The relationship between subordinate performance and company performance is often distorted by a variety of factors. The more such circumstances, the less the manager's earnings should depend on the firm's performance. Separately, the theory of contracts deals with high-risk areas. This may be a new area for investment. The more the subordinate is involved in this zone, the better it is to make his salary fixed. In this case, with fluctuations (regardless of their positivity or negativity), the probability of a conflict between the employee and the employer is significantly reduced.

Balanced incentives

Motivation of an employee can be not only high wages, but also the prospect of career growth. The authors of the theory of contracts examined in detail the interaction of these two intertwining factors. In a competitive market, the company must offer employees a high salary, otherwise they will go to competitors. There are some distortions in this system. For example, there is a threat that the new cadres will work too hard, while specialists on the top steps of the career ladder, on the contrary, will begin to shirk their duties, as their requests are already generally satisfied.

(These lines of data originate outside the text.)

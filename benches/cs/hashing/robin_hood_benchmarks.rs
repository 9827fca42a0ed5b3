use criterion::{black_box, criterion_group, criterion_main, BenchmarkId, Criterion, Throughput};
use rand::rngs::StdRng;
use rand::{Rng, SeedableRng};
use robin_hood_table::cs::hashing::RobinHoodTable;
use std::collections::HashSet;

const SIZES: &[usize] = &[1_000, 10_000, 100_000];

fn random_values(n: usize) -> Vec<u64> {
    let mut rng = StdRng::seed_from_u64(42);
    (0..n).map(|_| rng.gen()).collect()
}

fn bench_insert(c: &mut Criterion) {
    let mut group = c.benchmark_group("insert");
    for &size in SIZES {
        let values = random_values(size);
        group.throughput(Throughput::Elements(size as u64));

        group.bench_with_input(BenchmarkId::new("RobinHoodTable", size), &values, |b, values| {
            b.iter(|| {
                let mut table = RobinHoodTable::new();
                for &v in values {
                    table.insert(black_box(v));
                }
                black_box(table)
            });
        });

        group.bench_with_input(BenchmarkId::new("std::HashSet", size), &values, |b, values| {
            b.iter(|| {
                let mut set = HashSet::new();
                for &v in values {
                    set.insert(black_box(v));
                }
                black_box(set)
            });
        });
    }
    group.finish();
}

fn bench_lookup(c: &mut Criterion) {
    let mut group = c.benchmark_group("includes");
    for &size in SIZES {
        let values = random_values(size);
        let mut table = RobinHoodTable::new();
        for &v in &values {
            table.insert(v);
        }
        group.throughput(Throughput::Elements(size as u64));

        group.bench_with_input(BenchmarkId::new("hit", size), &values, |b, values| {
            b.iter(|| values.iter().filter(|v| table.includes(black_box(v))).count());
        });

        let misses: Vec<u64> = values.iter().map(|v| v.wrapping_add(1)).collect();
        group.bench_with_input(BenchmarkId::new("miss", size), &misses, |b, misses| {
            b.iter(|| misses.iter().filter(|v| table.includes(black_box(v))).count());
        });
    }
    group.finish();
}

fn bench_churn(c: &mut Criterion) {
    let size = 10_000;
    let values = random_values(size * 2);
    c.bench_function("delete_reinsert_churn", |b| {
        b.iter(|| {
            let mut table = RobinHoodTable::new();
            for &v in &values[..size] {
                table.insert(v);
            }
            for (old, &new) in values[..size].iter().zip(&values[size..]) {
                table.delete(old);
                table.insert(black_box(new));
            }
            black_box(table.tombstones())
        });
    });
}

criterion_group!(benches, bench_insert, bench_lookup, bench_churn);
criterion_main!(benches);
pub mod hashing;

pub use hashing::*;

In this context, the fixed wage model has its advantages. We have already cited the example of a teacher, from which high results of students are required in examinations. Such expectations lead to a skew and focus on certain subjects or tasks. If the salary is fixed, regardless of the performance indicators, the distribution of effort between tasks will be balanced.

Features of the theory

The close direction of contract theory is the information economy. Studies in these areas have been conducted from a very recent time. Only a few decades ago, even the most serious and eminent economists paid no attention to people's response to different incentives and to creating these incentives for behavior that was optimal for achieving a certain goal. Interest in such phenomena increased in the 1970s.

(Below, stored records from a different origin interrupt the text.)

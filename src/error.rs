//! Error types for table construction.

use thiserror::Error;

/// Configuration errors reported when building a table.
#[derive(Error, Debug, Clone, PartialEq)]
pub enum Error {
    /// Capacity must be at least one bucket
    #[error("invalid capacity {0}: a table needs at least one bucket")]
    InvalidCapacity(usize),

    /// Load factor outside of (0, 1)
    #[error("invalid max load factor {0}: must be greater than 0 and less than 1")]
    InvalidLoadFactor(f64),

    /// Growth factor below 2
    #[error("invalid growth factor {0}: must be at least 2")]
    InvalidGrowthFactor(usize),

    /// Growing once would need more slots than can be allocated
    #[error("capacity {capacity} grown by {growth_factor} exceeds the largest slot array")]
    CapacityOverflow {
        /// Initial number of buckets
        capacity: usize,
        /// Multiple applied on growth
        growth_factor: usize,
    },
}

/// Result type for table construction
pub type Result<T> = std::result::Result<T, Error>;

The first economic incentives began to study James Mirrlees and William Vickrey. These specialists influenced the formation of the theory of optimal taxation, with which the theory of contracts is closely related. Mirlis and Vikri's books were supplemented with the works of such eminent scientists as Jean Tyrol, Eric Maskin, Jean-Jacques Laffon, Roger Myerson. Many of them were awarded the Nobel Prize in Economics. The aforementioned Oliver Hart and Bengt Holmström also refer to this galaxy of explorers.

Complete lemmas and theorems contract theory operates with abstract concepts and in this sense is very close to mathematics. At the same time, the models considered by her are built according to real life motivation. Conclusions, which makes the theory of contracts, are widely used in practice. It weighs pros and cons in many controversial issues. An example of the application of the theory can serve as a dispute about the fairness of high salaries of top managers of Russian and foreign companies. Is it not for nothing that these employees receive such considerable rewards for their work? The theory of contracts in simple words can answer this question, since in its arsenal there are numerous economic arguments.